Jin Mi (Yang Zi) is a carefree grape sprite of the Flower Realm whose true identity is that of the daughter of the former Flower Immortal, Zifen (Zhang Yanyan), and the Water Immortal, Luo Lin (Wang Renjun). Born as her mother was dying, Zifen foresaw a love tragedy would effect Jin Mi in the first ten thousand years of her life and so gave Jin Mi an elixir to make her unable to love. Zifen orders that her daughter be raised in secret and allowed to live a carefree life, and then she passes away. Jin Mi once attempted to run away from the water mirror along with her friend Rourou(Furou Meiqi) who died protecting Jin Mi and has since been turned into a succulent plant. Saved from the beast Qiongqi (Hu Mianyang) by Lord Puchi (Liao Jingfeng), Jin Mi is told that a high immortal of the Heavenly Realm might be able to revive her friend Rourou.

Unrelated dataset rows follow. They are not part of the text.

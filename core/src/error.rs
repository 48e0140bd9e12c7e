//! Error types for the pCloud API client.
//!
//! # Design
//! Failures fall into two tiers. `InvalidArgument` is raised by the request
//! builders before anything touches the network. Everything else comes back
//! from a dispatched request: the transport failed, the server answered with
//! a non-2xx status, or a checked endpoint decoded a payload whose `result`
//! code is non-zero. Most endpoints do not check `result` at all and hand the
//! decoded payload to the caller unchanged.

use thiserror::Error;

/// Errors returned by `PCloudClient` operations.
#[derive(Debug, Error)]
pub enum ApiError {
    /// A required parameter was missing, empty, or combined incorrectly.
    /// No request was sent.
    #[error("invalid argument: {0}")]
    InvalidArgument(String),

    /// The transport could not complete the round-trip.
    #[error("transport failed: {0}")]
    Transport(String),

    /// The server returned a non-2xx status.
    #[error("HTTP {status}: {body}")]
    HttpError { status: u16, body: String },

    /// A checked endpoint answered with a non-zero `result` code.
    #[error("{context}: {error} (result {result})")]
    Api {
        context: String,
        result: i64,
        error: String,
    },

    /// The response body could not be deserialized into the expected type.
    #[error("deserialization failed: {0}")]
    DeserializationError(String),

    /// A request parameter could not be serialized.
    #[error("serialization failed: {0}")]
    SerializationError(String),

    /// A local upload source could not be read.
    #[error("I/O error: {0}")]
    Io(#[from] std::io::Error),

    /// The client configuration is unusable.
    #[error("invalid configuration: {0}")]
    Config(String),
}

impl ApiError {
    pub(crate) fn invalid(msg: impl Into<String>) -> Self {
        ApiError::InvalidArgument(msg.into())
    }

    /// True when the error was raised before any request was dispatched.
    pub fn is_invalid_argument(&self) -> bool {
        matches!(self, ApiError::InvalidArgument(_))
    }
}

#[cfg(test)]
mod tests {
    use super::*;

    #[test]
    fn display_formats() {
        assert_eq!(
            ApiError::invalid("'fileid' or 'path' is required").to_string(),
            "invalid argument: 'fileid' or 'path' is required"
        );
        assert_eq!(
            ApiError::HttpError {
                status: 502,
                body: "bad gateway".to_string()
            }
            .to_string(),
            "HTTP 502: bad gateway"
        );
        assert_eq!(
            ApiError::Api {
                context: "userinfo".to_string(),
                result: 1000,
                error: "Log in required.".to_string()
            }
            .to_string(),
            "userinfo: Log in required. (result 1000)"
        );
    }

    #[test]
    fn io_errors_convert() {
        let err: ApiError = std::io::Error::new(std::io::ErrorKind::NotFound, "gone").into();
        assert!(matches!(err, ApiError::Io(_)));
        assert!(!err.is_invalid_argument());
    }
}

Fire Immortal Xufeng (Deng Lun) is the son of the Heavenly Emperor Taiwei (He Zhonghua) and Heavenly Empress Tuyao (Kathy Chow). Widely regarded as a God of War, Xufeng harbors no real ambition of replacing his father as Emperor despite his mother's insistence and has no desire to compete with his older brother Run Yu (Luo Yunxi), or to secure his position as Crown Prince by marrying Princess Sui He (Wang Yi Fei) of the Bird Tribe whom he views as a sister. He accidentally disturbs Jin Mi's isolation when he is attacked during his Nirvana that Phoenixes must undertake, and crashes through the Flower Realm's water mirror. Jin Mi helps to restore Xufeng to life by feeding him an elixir which she had cultivated for hundreds of years and as repayment requests that the Xufeng take her to the Heavenly Realm in the hopes of restoring her friend.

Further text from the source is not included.